Segment Open
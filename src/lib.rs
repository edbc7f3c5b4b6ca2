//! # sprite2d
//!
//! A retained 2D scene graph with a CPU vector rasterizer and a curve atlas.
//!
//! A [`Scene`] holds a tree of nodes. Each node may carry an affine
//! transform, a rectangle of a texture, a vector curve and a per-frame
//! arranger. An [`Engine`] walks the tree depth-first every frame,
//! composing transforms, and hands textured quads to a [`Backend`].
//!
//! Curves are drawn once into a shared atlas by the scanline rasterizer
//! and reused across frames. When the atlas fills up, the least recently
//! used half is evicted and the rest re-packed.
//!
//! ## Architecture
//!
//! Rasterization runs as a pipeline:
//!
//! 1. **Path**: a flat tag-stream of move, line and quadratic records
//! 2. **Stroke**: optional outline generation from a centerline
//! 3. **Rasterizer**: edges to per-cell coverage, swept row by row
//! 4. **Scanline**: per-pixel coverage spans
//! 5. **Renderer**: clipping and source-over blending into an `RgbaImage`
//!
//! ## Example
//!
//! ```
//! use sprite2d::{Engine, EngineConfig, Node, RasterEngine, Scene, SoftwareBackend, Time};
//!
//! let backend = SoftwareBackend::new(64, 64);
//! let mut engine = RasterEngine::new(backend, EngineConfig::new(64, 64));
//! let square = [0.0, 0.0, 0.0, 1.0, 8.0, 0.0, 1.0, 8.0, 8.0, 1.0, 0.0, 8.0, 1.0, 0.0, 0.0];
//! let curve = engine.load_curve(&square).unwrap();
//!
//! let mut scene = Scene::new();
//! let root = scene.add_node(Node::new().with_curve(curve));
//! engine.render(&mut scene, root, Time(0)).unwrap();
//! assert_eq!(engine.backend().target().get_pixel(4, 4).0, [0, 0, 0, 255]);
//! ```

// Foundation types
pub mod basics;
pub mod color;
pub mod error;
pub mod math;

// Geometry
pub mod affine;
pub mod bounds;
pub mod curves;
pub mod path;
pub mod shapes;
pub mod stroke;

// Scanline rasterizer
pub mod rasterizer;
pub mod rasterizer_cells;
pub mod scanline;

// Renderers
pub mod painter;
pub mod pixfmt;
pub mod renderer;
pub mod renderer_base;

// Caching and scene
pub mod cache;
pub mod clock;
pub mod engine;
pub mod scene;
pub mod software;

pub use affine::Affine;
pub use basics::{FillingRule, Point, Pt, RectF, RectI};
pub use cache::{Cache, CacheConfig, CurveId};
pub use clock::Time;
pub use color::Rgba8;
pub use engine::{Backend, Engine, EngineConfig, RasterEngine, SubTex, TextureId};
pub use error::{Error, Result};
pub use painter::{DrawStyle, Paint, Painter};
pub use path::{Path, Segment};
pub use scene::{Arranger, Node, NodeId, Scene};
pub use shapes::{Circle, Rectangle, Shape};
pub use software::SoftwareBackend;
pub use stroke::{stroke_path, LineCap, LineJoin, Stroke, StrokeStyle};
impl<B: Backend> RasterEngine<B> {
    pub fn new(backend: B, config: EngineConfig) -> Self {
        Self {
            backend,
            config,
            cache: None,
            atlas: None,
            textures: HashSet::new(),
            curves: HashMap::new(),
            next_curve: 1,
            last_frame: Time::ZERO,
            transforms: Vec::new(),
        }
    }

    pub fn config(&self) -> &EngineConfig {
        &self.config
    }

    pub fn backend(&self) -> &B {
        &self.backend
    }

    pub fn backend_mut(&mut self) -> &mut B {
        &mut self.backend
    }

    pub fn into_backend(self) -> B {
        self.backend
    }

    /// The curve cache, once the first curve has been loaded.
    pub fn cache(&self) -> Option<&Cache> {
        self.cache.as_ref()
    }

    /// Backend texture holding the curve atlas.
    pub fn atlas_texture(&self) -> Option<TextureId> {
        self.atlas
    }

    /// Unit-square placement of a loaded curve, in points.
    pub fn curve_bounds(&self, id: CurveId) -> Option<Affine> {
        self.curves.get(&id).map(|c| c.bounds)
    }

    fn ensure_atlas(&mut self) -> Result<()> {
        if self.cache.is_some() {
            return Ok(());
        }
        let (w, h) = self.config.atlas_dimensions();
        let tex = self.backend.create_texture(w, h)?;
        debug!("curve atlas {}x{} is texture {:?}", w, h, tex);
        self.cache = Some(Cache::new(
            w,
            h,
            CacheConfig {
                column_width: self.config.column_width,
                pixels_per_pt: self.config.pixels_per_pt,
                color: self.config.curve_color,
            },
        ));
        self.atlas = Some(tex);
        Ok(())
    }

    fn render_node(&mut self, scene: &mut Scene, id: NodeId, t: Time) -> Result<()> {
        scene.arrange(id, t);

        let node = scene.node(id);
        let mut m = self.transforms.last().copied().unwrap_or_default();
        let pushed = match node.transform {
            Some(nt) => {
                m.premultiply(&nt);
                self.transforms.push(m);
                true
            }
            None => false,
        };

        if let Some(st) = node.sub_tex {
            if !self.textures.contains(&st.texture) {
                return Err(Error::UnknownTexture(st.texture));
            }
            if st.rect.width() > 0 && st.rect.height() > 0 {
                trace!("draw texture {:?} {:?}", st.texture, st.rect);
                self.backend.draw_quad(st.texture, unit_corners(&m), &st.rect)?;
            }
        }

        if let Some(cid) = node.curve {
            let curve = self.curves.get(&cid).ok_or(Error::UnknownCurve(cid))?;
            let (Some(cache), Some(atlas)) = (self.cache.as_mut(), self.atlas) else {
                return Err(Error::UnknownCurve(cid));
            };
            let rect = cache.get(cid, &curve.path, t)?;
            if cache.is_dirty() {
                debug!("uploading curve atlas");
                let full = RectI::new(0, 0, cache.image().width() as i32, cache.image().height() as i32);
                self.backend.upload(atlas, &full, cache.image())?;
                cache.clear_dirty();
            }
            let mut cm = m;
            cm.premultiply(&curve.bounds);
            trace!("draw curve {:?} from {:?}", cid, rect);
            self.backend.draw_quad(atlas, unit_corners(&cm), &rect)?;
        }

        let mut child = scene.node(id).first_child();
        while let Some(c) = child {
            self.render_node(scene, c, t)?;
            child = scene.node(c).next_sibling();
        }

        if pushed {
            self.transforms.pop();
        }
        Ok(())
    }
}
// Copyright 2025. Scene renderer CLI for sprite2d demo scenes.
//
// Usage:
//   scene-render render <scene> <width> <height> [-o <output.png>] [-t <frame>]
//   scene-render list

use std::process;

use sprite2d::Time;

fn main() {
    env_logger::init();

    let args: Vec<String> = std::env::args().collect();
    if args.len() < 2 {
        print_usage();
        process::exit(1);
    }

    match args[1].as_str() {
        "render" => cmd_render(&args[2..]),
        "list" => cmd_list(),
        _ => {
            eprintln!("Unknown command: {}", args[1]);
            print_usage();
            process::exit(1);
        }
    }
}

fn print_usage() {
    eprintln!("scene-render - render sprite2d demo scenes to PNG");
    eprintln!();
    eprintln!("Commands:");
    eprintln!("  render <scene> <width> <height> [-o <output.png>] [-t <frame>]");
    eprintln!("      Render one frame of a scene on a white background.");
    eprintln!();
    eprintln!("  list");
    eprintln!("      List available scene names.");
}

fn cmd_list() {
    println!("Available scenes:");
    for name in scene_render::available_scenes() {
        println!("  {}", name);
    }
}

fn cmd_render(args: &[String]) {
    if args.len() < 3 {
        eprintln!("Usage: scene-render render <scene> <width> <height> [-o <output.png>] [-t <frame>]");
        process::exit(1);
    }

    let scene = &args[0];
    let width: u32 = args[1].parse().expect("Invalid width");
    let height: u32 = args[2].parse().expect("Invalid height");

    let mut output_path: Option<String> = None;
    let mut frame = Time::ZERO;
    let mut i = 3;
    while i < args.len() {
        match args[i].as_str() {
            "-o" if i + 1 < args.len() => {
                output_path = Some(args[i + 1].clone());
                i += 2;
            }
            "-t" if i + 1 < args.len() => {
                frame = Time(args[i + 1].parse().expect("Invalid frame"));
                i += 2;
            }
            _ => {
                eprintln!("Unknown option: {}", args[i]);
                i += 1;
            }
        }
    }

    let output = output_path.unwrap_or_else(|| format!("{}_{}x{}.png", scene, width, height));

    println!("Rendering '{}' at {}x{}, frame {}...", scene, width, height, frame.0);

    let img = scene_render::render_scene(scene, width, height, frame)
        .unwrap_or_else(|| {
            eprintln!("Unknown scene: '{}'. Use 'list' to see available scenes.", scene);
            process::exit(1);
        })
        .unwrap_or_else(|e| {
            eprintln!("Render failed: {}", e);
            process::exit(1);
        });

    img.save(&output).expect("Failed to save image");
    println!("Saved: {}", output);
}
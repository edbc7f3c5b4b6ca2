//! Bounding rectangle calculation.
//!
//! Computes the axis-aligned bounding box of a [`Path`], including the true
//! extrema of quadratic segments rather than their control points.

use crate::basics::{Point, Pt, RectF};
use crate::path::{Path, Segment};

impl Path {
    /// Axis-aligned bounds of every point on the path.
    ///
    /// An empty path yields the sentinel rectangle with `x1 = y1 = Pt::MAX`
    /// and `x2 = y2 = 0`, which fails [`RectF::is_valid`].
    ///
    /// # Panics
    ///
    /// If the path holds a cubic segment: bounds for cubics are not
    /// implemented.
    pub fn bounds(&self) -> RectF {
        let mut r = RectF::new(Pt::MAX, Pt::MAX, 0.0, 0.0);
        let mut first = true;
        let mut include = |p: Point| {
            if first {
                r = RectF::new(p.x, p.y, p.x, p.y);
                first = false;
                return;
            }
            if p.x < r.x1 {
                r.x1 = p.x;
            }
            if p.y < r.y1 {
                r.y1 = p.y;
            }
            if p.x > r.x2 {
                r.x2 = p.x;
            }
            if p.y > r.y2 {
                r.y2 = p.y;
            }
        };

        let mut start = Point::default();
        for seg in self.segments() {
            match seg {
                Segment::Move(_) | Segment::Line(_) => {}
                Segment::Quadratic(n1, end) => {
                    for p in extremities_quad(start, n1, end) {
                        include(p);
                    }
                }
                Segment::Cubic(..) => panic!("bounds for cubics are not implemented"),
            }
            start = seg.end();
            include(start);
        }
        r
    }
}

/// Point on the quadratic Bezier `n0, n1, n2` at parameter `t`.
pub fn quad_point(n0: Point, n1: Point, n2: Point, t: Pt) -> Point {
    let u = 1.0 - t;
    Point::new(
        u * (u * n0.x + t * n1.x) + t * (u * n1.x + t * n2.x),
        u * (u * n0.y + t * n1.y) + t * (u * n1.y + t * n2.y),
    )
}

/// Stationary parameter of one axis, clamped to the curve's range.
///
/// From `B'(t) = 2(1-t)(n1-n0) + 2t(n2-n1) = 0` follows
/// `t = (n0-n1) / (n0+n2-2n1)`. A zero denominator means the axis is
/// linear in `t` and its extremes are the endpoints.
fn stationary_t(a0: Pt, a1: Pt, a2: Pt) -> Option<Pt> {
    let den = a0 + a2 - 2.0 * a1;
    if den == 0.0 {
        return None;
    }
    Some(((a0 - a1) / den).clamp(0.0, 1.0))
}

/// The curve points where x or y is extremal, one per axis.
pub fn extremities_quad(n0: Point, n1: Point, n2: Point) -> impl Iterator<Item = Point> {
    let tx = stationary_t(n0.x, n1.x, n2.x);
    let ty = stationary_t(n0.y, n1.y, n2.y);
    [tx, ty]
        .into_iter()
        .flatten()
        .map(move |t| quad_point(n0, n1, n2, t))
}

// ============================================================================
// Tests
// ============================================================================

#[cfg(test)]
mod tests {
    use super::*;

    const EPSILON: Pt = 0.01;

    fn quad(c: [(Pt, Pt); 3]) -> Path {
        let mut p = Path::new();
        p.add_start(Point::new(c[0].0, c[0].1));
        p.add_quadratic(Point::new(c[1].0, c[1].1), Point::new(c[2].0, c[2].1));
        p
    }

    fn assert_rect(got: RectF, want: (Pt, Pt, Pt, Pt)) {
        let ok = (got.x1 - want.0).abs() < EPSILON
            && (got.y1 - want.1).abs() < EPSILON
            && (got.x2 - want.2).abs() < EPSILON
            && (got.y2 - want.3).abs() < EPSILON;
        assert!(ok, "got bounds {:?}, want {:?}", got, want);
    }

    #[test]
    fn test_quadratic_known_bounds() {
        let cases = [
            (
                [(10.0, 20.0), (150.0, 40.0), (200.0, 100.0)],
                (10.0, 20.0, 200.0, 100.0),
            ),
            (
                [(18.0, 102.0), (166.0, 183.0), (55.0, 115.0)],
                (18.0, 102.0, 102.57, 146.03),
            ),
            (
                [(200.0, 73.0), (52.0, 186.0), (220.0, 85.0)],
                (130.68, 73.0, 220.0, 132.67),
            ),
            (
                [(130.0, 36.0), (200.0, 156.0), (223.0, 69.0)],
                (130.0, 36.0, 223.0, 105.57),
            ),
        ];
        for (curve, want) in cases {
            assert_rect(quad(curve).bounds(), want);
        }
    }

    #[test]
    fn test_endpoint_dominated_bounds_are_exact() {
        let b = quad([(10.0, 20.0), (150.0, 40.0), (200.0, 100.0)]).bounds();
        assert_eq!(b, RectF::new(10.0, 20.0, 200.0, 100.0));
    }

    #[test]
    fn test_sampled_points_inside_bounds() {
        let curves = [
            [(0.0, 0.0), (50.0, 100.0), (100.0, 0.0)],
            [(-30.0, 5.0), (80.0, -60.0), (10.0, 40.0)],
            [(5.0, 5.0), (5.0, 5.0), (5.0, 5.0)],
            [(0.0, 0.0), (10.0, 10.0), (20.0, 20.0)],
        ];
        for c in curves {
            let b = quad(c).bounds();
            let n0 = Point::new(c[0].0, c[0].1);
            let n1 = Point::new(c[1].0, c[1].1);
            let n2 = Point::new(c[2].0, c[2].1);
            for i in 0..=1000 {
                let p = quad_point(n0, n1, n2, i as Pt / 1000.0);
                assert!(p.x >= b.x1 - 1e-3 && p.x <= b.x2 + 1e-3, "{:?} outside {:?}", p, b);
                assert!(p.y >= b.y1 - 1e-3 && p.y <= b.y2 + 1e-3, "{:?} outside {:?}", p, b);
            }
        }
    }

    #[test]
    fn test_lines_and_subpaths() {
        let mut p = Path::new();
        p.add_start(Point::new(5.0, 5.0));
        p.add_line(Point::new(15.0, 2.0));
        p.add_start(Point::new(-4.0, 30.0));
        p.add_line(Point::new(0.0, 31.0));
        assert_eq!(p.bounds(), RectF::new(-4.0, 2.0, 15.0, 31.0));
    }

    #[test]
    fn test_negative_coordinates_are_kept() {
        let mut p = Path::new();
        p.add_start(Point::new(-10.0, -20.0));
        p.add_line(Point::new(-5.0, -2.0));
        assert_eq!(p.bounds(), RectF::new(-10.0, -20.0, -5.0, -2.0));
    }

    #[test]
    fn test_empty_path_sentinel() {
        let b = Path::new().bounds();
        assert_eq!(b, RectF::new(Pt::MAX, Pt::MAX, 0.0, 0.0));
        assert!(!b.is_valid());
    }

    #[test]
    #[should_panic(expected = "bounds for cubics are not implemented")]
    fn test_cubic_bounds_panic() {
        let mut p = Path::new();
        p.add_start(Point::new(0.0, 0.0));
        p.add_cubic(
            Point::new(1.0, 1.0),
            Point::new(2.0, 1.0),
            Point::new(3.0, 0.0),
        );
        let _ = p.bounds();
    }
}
Segment Closed
> _WORK ORDER_
Transcribe the opening lines of the listing exactly, please. Stop after the line that contains "walks the tree".

> _ANSWER SECTION_
filename src/lib.rs
repository edbc7f3c5b4b6ca2
//! # sprite2d
//!
//! A retained 2D scene graph with a CPU vector rasterizer and a curve atlas.
//!
//! A [`Scene`] holds a tree of nodes. Each node may carry an affine
//! transform, a rectangle of a texture, a vector curve and a per-frame
//! arranger. An [`Engine`] walks the tree depth-first every frame,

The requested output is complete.